### Material provided

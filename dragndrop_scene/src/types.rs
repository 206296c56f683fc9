// Copyright 2025 the Dragndrop Authors
// SPDX-License-Identifier: Apache-2.0 OR MIT

//! Public types for the scene: element identifiers, flags, and local geometry.

use alloc::string::String;
use alloc::vec::Vec;
use kurbo::{Point, Size};

/// Identifier for an element in the scene.
///
/// This is a small, copyable handle that stays stable across updates but becomes
/// invalid when the underlying slot is reused.
/// It consists of a slot index and a generation counter.
///
/// ## Semantics
///
/// - On insert, a fresh slot is allocated with generation `1`.
/// - On remove, the slot is freed; any existing `ElementId` that pointed to that slot is now stale.
/// - On reuse of a freed slot, its generation is incremented, producing a new, distinct `ElementId`.
///
/// ### Liveness
///
/// Use [`Scene::is_alive`](crate::Scene::is_alive) to check whether an `ElementId` still refers to a live element.
/// Stale `ElementId`s never alias a different live element because the generation must match.
#[derive(Copy, Clone, Debug, Eq, PartialEq, Hash, PartialOrd, Ord)]
pub struct ElementId(pub(crate) u32, pub(crate) u32);

impl ElementId {
    pub(crate) const fn new(idx: u32, generation: u32) -> Self {
        Self(idx, generation)
    }

    pub(crate) const fn idx(self) -> usize {
        self.0 as usize
    }
}

bitflags::bitflags! {
    /// Element flags controlling visibility, picking, and drag state.
    #[derive(Clone, Copy, Debug, PartialEq, Eq, Hash)]
    pub struct ElementFlags: u8 {
        /// Element is visible.
        const VISIBLE  = 0b0000_0001;
        /// Element is pickable (participates in hit testing).
        const PICKABLE = 0b0000_0010;
        /// Element is currently being moved by a pointer.
        const DRAGGING = 0b0000_0100;
    }
}

impl Default for ElementFlags {
    fn default() -> Self {
        Self::VISIBLE | Self::PICKABLE
    }
}

/// Local data for an element.
#[derive(Clone, Debug)]
pub struct LocalElement {
    /// Top-left corner relative to the parent's top-left corner (`left`, `top`).
    pub position: Point,
    /// Width and height.
    pub size: Size,
    /// Z-order. Higher is drawn on top.
    pub z_index: i32,
    /// Visibility, picking, and drag flags.
    pub flags: ElementFlags,
    /// Class annotations, in the order they were added.
    pub classes: Vec<String>,
}

impl LocalElement {
    /// Create an element of the given size at the parent's origin.
    pub fn sized(size: Size) -> Self {
        Self {
            size,
            ..Default::default()
        }
    }

    /// Builder-style helper: place the element at `position`.
    #[must_use]
    pub fn at(mut self, position: Point) -> Self {
        self.position = position;
        self
    }

    /// Builder-style helper: append class annotations.
    #[must_use]
    pub fn with_classes<I, S>(mut self, classes: I) -> Self
    where
        I: IntoIterator<Item = S>,
        S: Into<String>,
    {
        self.classes.extend(classes.into_iter().map(Into::into));
        self
    }
}

impl Default for LocalElement {
    fn default() -> Self {
        Self {
            position: Point::ORIGIN,
            size: Size::ZERO,
            z_index: 0,
            flags: ElementFlags::default(),
            classes: Vec::new(),
        }
    }
}
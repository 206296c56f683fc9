// Copyright 2025 the Dragndrop Authors
// SPDX-License-Identifier: Apache-2.0 OR MIT

//! Anchor registry and capacity policy.
//!
//! ## Overview
//!
//! The registry lists drop anchors in document order with the capacity declared
//! by their class list. It is filled by [`AnchorRegistry::rebuild`] (the binder
//! does this on every setup) rather than by scanning the scene on each drop.
//!
//! Occupancy is the anchor's child count in the scene, so reparenting keeps it
//! current without bookkeeping. The element being dragged does not count as an
//! occupant of its current parent: picking a piece up frees its slot.
//!
//! ## Selection
//!
//! [`AnchorRegistry::place_if_match`] takes the first available anchor, in
//! document order, whose box strictly contains the drop point. Overlapping
//! anchors are not ranked by z-order.

use alloc::vec::Vec;

use dragndrop_scene::{ElementId, Scene};
use kurbo::Point;

use crate::geometry::point_in_rect;
use crate::markers::{Markers, capacity_of};

/// A registered drop anchor.
#[derive(Clone, Copy, Debug, PartialEq, Eq)]
pub struct Anchor {
    /// Anchor element.
    pub element: ElementId,
    /// Maximum simultaneous occupants.
    pub capacity: usize,
}

/// Drop anchors in document order.
#[derive(Clone, Debug, Default)]
pub struct AnchorRegistry {
    anchors: Vec<Anchor>,
}

impl AnchorRegistry {
    /// Create an empty registry.
    pub fn new() -> Self {
        Self::default()
    }

    /// Replace the registry with every `drop-anchor` element of `scene`, in document order.
    pub fn rebuild(&mut self, scene: &Scene) {
        self.anchors.clear();
        self.anchors.extend(
            scene
                .document_order()
                .into_iter()
                .filter(|&id| Markers::of(scene, id).contains(Markers::DROP_ANCHOR))
                .map(|element| Anchor {
                    element,
                    capacity: capacity_of(scene.classes(element)),
                }),
        );
    }

    /// Remove every anchor.
    pub fn clear(&mut self) {
        self.anchors.clear();
    }

    /// Registered anchors in document order.
    pub fn anchors(&self) -> &[Anchor] {
        &self.anchors
    }

    /// Number of registered anchors.
    pub fn len(&self) -> usize {
        self.anchors.len()
    }

    /// Returns true if no anchor is registered.
    pub fn is_empty(&self) -> bool {
        self.anchors.is_empty()
    }

    /// Capacity of a registered anchor.
    pub fn capacity_of(&self, anchor: ElementId) -> Option<usize> {
        self.anchors
            .iter()
            .find(|a| a.element == anchor)
            .map(|a| a.capacity)
    }

    /// Current occupants of `anchor`, not counting `moving`.
    pub fn occupancy(scene: &Scene, anchor: ElementId, moving: Option<ElementId>) -> usize {
        scene
            .children(anchor)
            .iter()
            .filter(|&&child| Some(child) != moving)
            .count()
    }

    /// Live anchors with room for one more occupant, in document order.
    ///
    /// `moving` is the element about to be placed: it is not counted as an
    /// occupant, and anchors inside its own subtree are skipped.
    pub fn available_anchors<'a>(
        &'a self,
        scene: &'a Scene,
        moving: Option<ElementId>,
    ) -> impl Iterator<Item = &'a Anchor> + 'a {
        self.anchors.iter().filter(move |a| {
            scene.is_alive(a.element)
                && moving.is_none_or(|m| !scene.path_to_root(a.element).contains(&m))
                && Self::occupancy(scene, a.element, moving) < a.capacity
        })
    }

    /// First available anchor whose box strictly contains `point`.
    pub fn anchor_at(
        &self,
        scene: &Scene,
        point: Point,
        moving: Option<ElementId>,
    ) -> Option<ElementId> {
        self.available_anchors(scene, moving)
            .find(|a| {
                scene
                    .bounding_rect(a.element)
                    .is_some_and(|rect| point_in_rect(point, rect))
            })
            .map(|a| a.element)
    }

    /// Move `draggable` into the first available anchor containing `drop_point`.
    ///
    /// On a match the draggable becomes the anchor's last child at position
    /// `(0, 0)` and the anchor is returned. Otherwise nothing changes.
    pub fn place_if_match(
        &self,
        scene: &mut Scene,
        draggable: ElementId,
        drop_point: Point,
    ) -> Option<ElementId> {
        let anchor = self.anchor_at(scene, drop_point, Some(draggable))?;
        scene.reparent(draggable, Some(anchor));
        scene.set_position(draggable, Point::ORIGIN);
        Some(anchor)
    }
}

#[cfg(test)]
mod tests {
    use super::*;
    use crate::markers::{DRAGGABLE, DROP_ANCHOR};
    use alloc::format;
    use alloc::vec;
    use dragndrop_scene::LocalElement;
    use kurbo::Size;

    fn anchor_el(x: f64, capacity: Option<usize>) -> LocalElement {
        let el = LocalElement::sized(Size::new(100.0, 100.0))
            .at(Point::new(x, 0.0))
            .with_classes([DROP_ANCHOR]);
        match capacity {
            Some(n) => el.with_classes([format!("drop-anchor--max-elements-{n}")]),
            None => el,
        }
    }

    fn piece() -> LocalElement {
        LocalElement::sized(Size::new(10.0, 10.0)).with_classes([DRAGGABLE])
    }

    #[test]
    fn rebuild_collects_anchors_in_document_order() {
        let mut scene = Scene::new();
        let root = scene.insert(None, LocalElement::sized(Size::new(500.0, 500.0)));
        let a = scene.insert(Some(root), anchor_el(0.0, None));
        let _plain = scene.insert(Some(root), piece());
        let b = scene.insert(Some(root), anchor_el(100.0, Some(3)));

        let mut reg = AnchorRegistry::new();
        reg.rebuild(&scene);
        assert_eq!(
            reg.anchors(),
            &[
                Anchor {
                    element: a,
                    capacity: 1
                },
                Anchor {
                    element: b,
                    capacity: 3
                },
            ]
        );
        assert_eq!(reg.capacity_of(b), Some(3));
        assert_eq!(reg.capacity_of(root), None);
    }

    #[test]
    fn full_anchor_is_not_available() {
        let mut scene = Scene::new();
        let a = scene.insert(None, anchor_el(0.0, None));
        let b = scene.insert(None, anchor_el(100.0, Some(3)));
        let _occupant_a = scene.insert(Some(a), piece());
        let _occupant_b = scene.insert(Some(b), piece());

        let mut reg = AnchorRegistry::new();
        reg.rebuild(&scene);
        let available: Vec<_> = reg.available_anchors(&scene, None).map(|a| a.element).collect();
        assert_eq!(available, vec![b]);
    }

    #[test]
    fn moving_element_frees_its_own_slot() {
        let mut scene = Scene::new();
        let a = scene.insert(None, anchor_el(0.0, None));
        let p = scene.insert(Some(a), piece());
        let mut reg = AnchorRegistry::new();
        reg.rebuild(&scene);

        assert_eq!(AnchorRegistry::occupancy(&scene, a, None), 1);
        assert_eq!(AnchorRegistry::occupancy(&scene, a, Some(p)), 0);
        assert_eq!(reg.available_anchors(&scene, Some(p)).count(), 1);
    }

    #[test]
    fn place_reparents_and_resets_position() {
        let mut scene = Scene::new();
        let a = scene.insert(None, anchor_el(0.0, None));
        let b = scene.insert(None, anchor_el(200.0, Some(2)));
        let p = scene.insert(None, piece().at(Point::new(240.0, 30.0)));
        let mut reg = AnchorRegistry::new();
        reg.rebuild(&scene);

        assert_eq!(reg.place_if_match(&mut scene, p, Point::new(250.0, 50.0)), Some(b));
        assert_eq!(scene.parent(p), Some(b));
        assert_eq!(scene.position(p), Some(Point::ORIGIN));
        assert_eq!(scene.child_count(a), 0);
    }

    #[test]
    fn miss_leaves_everything_untouched() {
        let mut scene = Scene::new();
        let a = scene.insert(None, anchor_el(0.0, None));
        let p = scene.insert(None, piece().at(Point::new(400.0, 400.0)));
        let mut reg = AnchorRegistry::new();
        reg.rebuild(&scene);

        // Exactly on the right edge: outside.
        assert_eq!(reg.place_if_match(&mut scene, p, Point::new(100.0, 50.0)), None);
        assert_eq!(scene.parent(p), None);
        assert_eq!(scene.position(p), Some(Point::new(400.0, 400.0)));
        assert_eq!(scene.child_count(a), 0);
    }

    #[test]
    fn overlapping_anchors_first_in_document_order_wins() {
        let mut scene = Scene::new();
        let first = scene.insert(None, anchor_el(0.0, None));
        let second = scene.insert(
            None,
            LocalElement {
                z_index: 50,
                ..anchor_el(50.0, None)
            },
        );
        let p = scene.insert(None, piece());
        let mut reg = AnchorRegistry::new();
        reg.rebuild(&scene);

        assert_eq!(
            reg.place_if_match(&mut scene, p, Point::new(75.0, 50.0)),
            Some(first)
        );
        assert_eq!(scene.child_count(second), 0);
    }

    #[test]
    fn zero_capacity_never_accepts() {
        let mut scene = Scene::new();
        let a = scene.insert(None, anchor_el(0.0, Some(0)));
        let p = scene.insert(None, piece());
        let mut reg = AnchorRegistry::new();
        reg.rebuild(&scene);
        assert_eq!(reg.place_if_match(&mut scene, p, Point::new(50.0, 50.0)), None);
        assert_eq!(scene.child_count(a), 0);
    }

    #[test]
    fn removed_anchor_is_skipped() {
        let mut scene = Scene::new();
        let a = scene.insert(None, anchor_el(0.0, None));
        let p = scene.insert(None, piece());
        let mut reg = AnchorRegistry::new();
        reg.rebuild(&scene);
        scene.remove(a);
        assert_eq!(reg.place_if_match(&mut scene, p, Point::new(50.0, 50.0)), None);
    }

    #[test]
    fn anchor_inside_the_draggable_is_skipped() {
        let mut scene = Scene::new();
        let carrier = scene.insert(
            None,
            LocalElement::sized(Size::new(100.0, 100.0)).with_classes([DRAGGABLE]),
        );
        let inner = scene.insert(Some(carrier), anchor_el(0.0, None));
        let mut reg = AnchorRegistry::new();
        reg.rebuild(&scene);
        assert_eq!(reg.anchor_at(&scene, Point::new(50.0, 50.0), None), Some(inner));
        assert_eq!(
            reg.place_if_match(&mut scene, carrier, Point::new(50.0, 50.0)),
            None
        );
    }
}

### About this task
Please reproduce exactly the lines from the first one of the records above through the line containing "On insert, a", both included, and nothing else.

### Written response
filename dragndrop_scene/src/types.rs
repository 206296c56f683fc9
// Copyright 2025 the Dragndrop Authors
// SPDX-License-Identifier: Apache-2.0 OR MIT

//! Public types for the scene: element identifiers, flags, and local geometry.

use alloc::string::String;
use alloc::vec::Vec;
use kurbo::{Point, Size};

/// Identifier for an element in the scene.
///
/// This is a small, copyable handle that stays stable across updates but becomes
/// invalid when the underlying slot is reused.
/// It consists of a slot index and a generation counter.
///
/// ## Semantics
///
/// - On insert, a fresh slot is allocated with generation `1`.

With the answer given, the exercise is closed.